Reliefs in connection with restructuring plans
The latest amendment to the 2nd COVID-19 Act has also brought new reliefs.
Under the previous legal situation the debtor company was required to offer the creditors a minimum quota of 20% (in proceedings without self-administration) or 30% (if proceedings with self-administration were applied for) when applying for the conclusion of a reorganization plan, in each case payable within a maximum period of two years.
This maximum period of two years has now been extended to three years if the application to conclude the restructuring plan is submitted by 31 December 2021.
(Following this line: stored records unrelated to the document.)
//! Chunk encoding for block files
//!
//! A chunk is a run of samples of one series. Encoding:
//! 1. Delta-encode timestamps against the first sample
//! 2. Serialize with bincode
//! 3. LZ4 compress with the decompressed size prepended

use crate::storage::error::{StorageError, StorageResult};
use crate::storage::types::Sample;
use serde::{Deserialize, Serialize};

/// Upper bound on samples per chunk written by `BlockWriter`
pub const MAX_SAMPLES_PER_CHUNK: usize = 120;

#[derive(Debug, Serialize, Deserialize)]
struct EncodedChunk {
    /// Timestamp of the first sample
    base_time: i64,
    /// Differences from the previous timestamp (first is 0)
    time_deltas: Vec<i64>,
    values: Vec<f64>,
}

/// Encode samples into a compressed chunk payload.
///
/// Samples are sorted by timestamp first.
pub fn encode_chunk(samples: &[Sample]) -> StorageResult<Vec<u8>> {
    if samples.is_empty() {
        return Ok(Vec::new());
    }

    let mut sorted = samples.to_vec();
    sorted.sort_by_key(|s| s.t);

    let base_time = sorted[0].t;
    let mut prev = base_time;
    let mut time_deltas = Vec::with_capacity(sorted.len());
    for sample in &sorted {
        time_deltas.push(sample.t - prev);
        prev = sample.t;
    }

    let chunk = EncodedChunk {
        base_time,
        time_deltas,
        values: sorted.iter().map(|s| s.v).collect(),
    };

    let serialized = bincode::serialize(&chunk)?;
    Ok(lz4_flex::compress_prepend_size(&serialized))
}

/// Decode a chunk payload into samples with strictly increasing timestamps.
///
/// Repeated timestamps collapse into one sample holding the last value.
pub fn decode_chunk(data: &[u8]) -> StorageResult<Vec<Sample>> {
    if data.is_empty() {
        return Ok(Vec::new());
    }

    let decompressed = lz4_flex::decompress_size_prepended(data)?;
    let chunk: EncodedChunk = bincode::deserialize(&decompressed)?;

    if chunk.time_deltas.len() != chunk.values.len() {
        return Err(StorageError::Corruption(format!(
            "chunk has {} timestamps but {} values",
            chunk.time_deltas.len(),
            chunk.values.len()
        )));
    }

    let mut samples: Vec<Sample> = Vec::with_capacity(chunk.values.len());
    let mut t = chunk.base_time;
    for (delta, v) in chunk.time_deltas.into_iter().zip(chunk.values) {
        if delta < 0 {
            return Err(StorageError::Corruption(
                "chunk timestamps are not ordered".into(),
            ));
        }
        t += delta;
        match samples.last_mut() {
            Some(last) if last.t == t => last.v = v,
            _ => samples.push(Sample::new(t, v)),
        }
    }

    Ok(samples)
}

#[cfg(test)]
mod tests {
    use super::*;

    #[test]
    fn test_empty_chunk() {
        let encoded = encode_chunk(&[]).unwrap();
        assert!(encoded.is_empty());
        assert!(decode_chunk(&encoded).unwrap().is_empty());
    }

    #[test]
    fn test_chunk_preserves_samples() {
        let samples: Vec<Sample> = (0..120)
            .map(|i| Sample::new(1_700_000_000_000 + i * 15_000, (i as f64 * 0.1).sin()))
            .collect();

        let decoded = decode_chunk(&encode_chunk(&samples).unwrap()).unwrap();
        assert_eq!(decoded, samples);
    }

    #[test]
    fn test_special_values_survive() {
        let samples = vec![
            Sample::new(1000, f64::NAN),
            Sample::new(2000, f64::INFINITY),
            Sample::new(3000, f64::NEG_INFINITY),
        ];

        let decoded = decode_chunk(&encode_chunk(&samples).unwrap()).unwrap();
        assert!(decoded[0].v.is_nan());
        assert_eq!(decoded[1].v, f64::INFINITY);
        assert_eq!(decoded[2].v, f64::NEG_INFINITY);
    }

    #[test]
    fn test_unsorted_input() {
        let samples = vec![
            Sample::new(3000, 3.0),
            Sample::new(1000, 1.0),
            Sample::new(2000, 2.0),
        ];

        let decoded = decode_chunk(&encode_chunk(&samples).unwrap()).unwrap();
        let times: Vec<i64> = decoded.iter().map(|s| s.t).collect();
        assert_eq!(times, vec![1000, 2000, 3000]);
        assert_eq!(decoded[0].v, 1.0);
    }

    #[test]
    fn test_duplicate_timestamp_keeps_last() {
        let samples = vec![Sample::new(1000, 1.0), Sample::new(1000, 7.0)];

        let decoded = decode_chunk(&encode_chunk(&samples).unwrap()).unwrap();
        assert_eq!(decoded, vec![Sample::new(1000, 7.0)]);
    }

    #[test]
    fn test_garbage_is_rejected() {
        let result = decode_chunk(&[5, 0, 0, 0, 0xff, 0xff]);
        assert!(result.is_err());
    }

    #[test]
    fn test_regular_scrapes_compress_well() {
        let samples: Vec<Sample> = (0..120)
            .map(|i| Sample::new(1_700_000_000_000 + i * 15_000, 1.0))
            .collect();

        let encoded = encode_chunk(&samples).unwrap();
        assert!(encoded.len() < samples.len() * 16 / 4);
    }
}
The minimum ratios themselves remain unchanged. If the debtor company wants to achieve a restructuring plan, it cannot offer less than the minimum quotas, but the quota may well be higher. In practice, this is rather rare. However, the restructuring plan could be rejected by the court if the quota is inconsistent with the debtor's financial circumstances, if for example, based on the debtor's future ability to pay, it could be expected that the debtor would be able to pay more than the 20% / 30% offered. The period under consideration is the maximum payment period (i.e. for proceedings until 31 December 2021 now arguably three years and not two years), even if the debtor offers a shorter payment period on his own initiative. This extension of the relevant period under consideration will have to be taken into account when preparing restructuring plans and considering what quota can be offered.
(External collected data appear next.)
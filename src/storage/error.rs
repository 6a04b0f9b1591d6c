//! Block store error types

use crate::query::Interrupt;
use std::path::PathBuf;
use thiserror::Error;

/// Errors that can occur in the block store
#[derive(Error, Debug)]
pub enum StorageError {
    /// I/O operation failed
    #[error("IO error: {0}")]
    Io(#[from] std::io::Error),

    /// Serialization/deserialization failed
    #[error("Serialization error: {0}")]
    Serialization(String),

    /// Compression or decompression failed
    #[error("Compression error: {0}")]
    Compression(String),

    /// Data corruption detected (checksum mismatch, bad offsets)
    #[error("Corrupt data: {0}")]
    Corruption(String),

    /// Block file format error (magic, version, layout)
    #[error("Invalid block format: {0}")]
    InvalidBlock(String),

    /// The dataset could not be opened
    #[error("Failed to open {path:?}: {reason}")]
    OpenFailed { path: PathBuf, reason: String },

    /// The store was closed during shutdown
    #[error("block store is closed")]
    Closed,

    /// Iteration stopped because the owning query was interrupted
    #[error("{0}")]
    Interrupted(#[from] Interrupt),
}

impl StorageError {
    pub fn open_failed(path: impl Into<PathBuf>, reason: impl ToString) -> Self {
        StorageError::OpenFailed {
            path: path.into(),
            reason: reason.to_string(),
        }
    }
}

impl From<bincode::Error> for StorageError {
    fn from(err: bincode::Error) -> Self {
        StorageError::Serialization(err.to_string())
    }
}

impl From<lz4_flex::block::DecompressError> for StorageError {
    fn from(err: lz4_flex::block::DecompressError) -> Self {
        StorageError::Compression(format!("LZ4 decompression failed: {}", err))
    }
}

/// Result type alias for storage operations
pub type StorageResult<T> = Result<T, StorageError>;

#[cfg(test)]
mod tests {
    use super::*;

    #[test]
    fn test_error_display() {
        let err = StorageError::open_failed("/data/missing", "directory does not exist");
        assert_eq!(
            err.to_string(),
            "Failed to open \"/data/missing\": directory does not exist"
        );

        let err = StorageError::Interrupted(Interrupt::Cancelled);
        assert_eq!(err.to_string(), "query was cancelled");
    }

    #[test]
    fn test_io_error_conversion() {
        let io_err = std::io::Error::new(std::io::ErrorKind::NotFound, "file not found");
        let storage_err: StorageError = io_err.into();
        assert!(matches!(storage_err, StorageError::Io(_)));
    }
}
The possibility of obtaining a deferral of payments from restructuring plans under certain circumstances has been extended until 30 June 2021.
The majorities by which the creditors must approve the restructuring plan remain unchanged (majority of the creditors present at the relevant meeting and entitled to vote ("head majority") and the creditors approving the plan must account for more than half of the total amount of claims ("capital majority").
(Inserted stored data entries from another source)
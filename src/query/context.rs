//! Per-query execution state
//!
//! A `QueryContext` is created for exactly one query invocation and threaded
//! explicitly through the evaluator and every storage iterator it opens. It
//! carries the cancellation signal, the wall-clock deadline and the shared
//! sample counter.

use std::sync::atomic::{AtomicBool, AtomicU64, Ordering};
use std::time::{Duration, Instant};
use thiserror::Error;
use tokio_util::sync::{CancellationToken, DropGuard};

/// Reason a query stopped before completing
#[derive(Error, Debug, Clone, Copy, PartialEq, Eq)]
pub enum Interrupt {
    #[error("query was cancelled")]
    Cancelled,

    #[error("query timed out")]
    DeadlineExceeded,

    #[error("query processing would load too many samples into memory (limit {limit})")]
    TooManySamples { limit: u64 },
}

static NEXT_QUERY_ID: AtomicU64 = AtomicU64::new(1);

#[derive(Debug)]
pub struct QueryContext {
    id: u64,
    token: CancellationToken,
    deadline: Instant,
    timed_out: AtomicBool,
    samples: AtomicU64,
    max_samples: u64,
}

impl QueryContext {
    pub fn new(timeout: Duration, max_samples: u64) -> Self {
        Self::with_deadline(Instant::now() + timeout, max_samples)
    }

    pub fn with_deadline(deadline: Instant, max_samples: u64) -> Self {
        Self {
            id: NEXT_QUERY_ID.fetch_add(1, Ordering::Relaxed),
            token: CancellationToken::new(),
            deadline,
            timed_out: AtomicBool::new(false),
            samples: AtomicU64::new(0),
            max_samples,
        }
    }

    pub fn id(&self) -> u64 {
        self.id
    }

    pub fn deadline(&self) -> Instant {
        self.deadline
    }

    pub fn remaining(&self) -> Duration {
        self.deadline.saturating_duration_since(Instant::now())
    }

    /// Cancel on behalf of the caller (client went away, shutdown)
    pub fn cancel(&self) {
        self.token.cancel();
    }

    /// Cancel because the deadline elapsed
    pub fn expire(&self) {
        self.timed_out.store(true, Ordering::Release);
        self.token.cancel();
    }

    pub fn is_cancelled(&self) -> bool {
        self.token.is_cancelled()
    }

    /// Resolves once the context is cancelled or expired
    pub async fn cancelled(&self) {
        self.token.cancelled().await
    }

    /// Guard that cancels the query when dropped, so an abandoned request
    /// stops its evaluation at the next iteration step.
    pub fn cancel_on_drop(&self) -> DropGuard {
        self.token.clone().drop_guard()
    }

    /// Observe cancellation and the deadline.
    ///
    /// Called at every loop boundary that consumes samples.
    pub fn check(&self) -> Result<(), Interrupt> {
        if self.token.is_cancelled() {
            return Err(self.cancel_reason());
        }
        if Instant::now() >= self.deadline {
            self.expire();
            return Err(Interrupt::DeadlineExceeded);
        }
        Ok(())
    }

    /// Count one pulled sample against the budget
    pub fn record_sample(&self) -> Result<(), Interrupt> {
        let scanned = self.samples.fetch_add(1, Ordering::Relaxed) + 1;
        if scanned > self.max_samples {
            return Err(Interrupt::TooManySamples {
                limit: self.max_samples,
            });
        }
        Ok(())
    }

    pub fn samples_scanned(&self) -> u64 {
        self.samples.load(Ordering::Relaxed)
    }

    pub fn max_samples(&self) -> u64 {
        self.max_samples
    }

    fn cancel_reason(&self) -> Interrupt {
        if self.timed_out.load(Ordering::Acquire) {
            Interrupt::DeadlineExceeded
        } else {
            Interrupt::Cancelled
        }
    }
}

#[cfg(test)]
mod tests {
    use super::*;

    #[test]
    fn test_sample_budget() {
        let ctx = QueryContext::new(Duration::from_secs(10), 3);

        assert!(ctx.record_sample().is_ok());
        assert!(ctx.record_sample().is_ok());
        assert!(ctx.record_sample().is_ok());
        assert_eq!(
            ctx.record_sample(),
            Err(Interrupt::TooManySamples { limit: 3 })
        );
        assert_eq!(ctx.samples_scanned(), 4);
    }

    #[test]
    fn test_cancel_and_expire_are_distinguished() {
        let cancelled = QueryContext::new(Duration::from_secs(10), 100);
        assert!(cancelled.check().is_ok());
        cancelled.cancel();
        assert_eq!(cancelled.check(), Err(Interrupt::Cancelled));

        let expired = QueryContext::new(Duration::from_secs(10), 100);
        expired.expire();
        assert_eq!(expired.check(), Err(Interrupt::DeadlineExceeded));
    }

    #[test]
    fn test_elapsed_deadline() {
        let ctx = QueryContext::with_deadline(Instant::now(), 100);
        assert_eq!(ctx.check(), Err(Interrupt::DeadlineExceeded));
        assert!(ctx.is_cancelled());
    }

    #[test]
    fn test_drop_guard_cancels() {
        let ctx = QueryContext::new(Duration::from_secs(10), 100);
        {
            let _guard = ctx.cancel_on_drop();
        }
        assert_eq!(ctx.check(), Err(Interrupt::Cancelled));
    }

    #[test]
    fn test_ids_are_unique() {
        let a = QueryContext::new(Duration::from_secs(1), 1);
        let b = QueryContext::new(Duration::from_secs(1), 1);
        assert_ne!(a.id(), b.id());
    }
}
Preventive restructuring framework still pending
Meanwhile, another eagerly awaited amendment is still pending, namely the implementation of the so-called preventive restructuring framework in Austria. The framework is based on the EU Directive on Restructuring and Insolvency (Directive (EU) 2019 / 1023)). According to sources close to the legislative process the Austrian implementation is not expected to enter into force prior to July 2021, i.e. at the end of the implementation period provided for in the Directive. In other countries, such as Germany, implementation has already taken place.
Please note: This blog merely provides general information and does not constitute legal advice of any kind from Binder Grösswang Rechtsanwälte GmbH. The blog cannot replace individual legal consultation. Binder Grösswang Rechtsanwälte GmbH assumes no liability whatsoever for the content and correctness of the blog.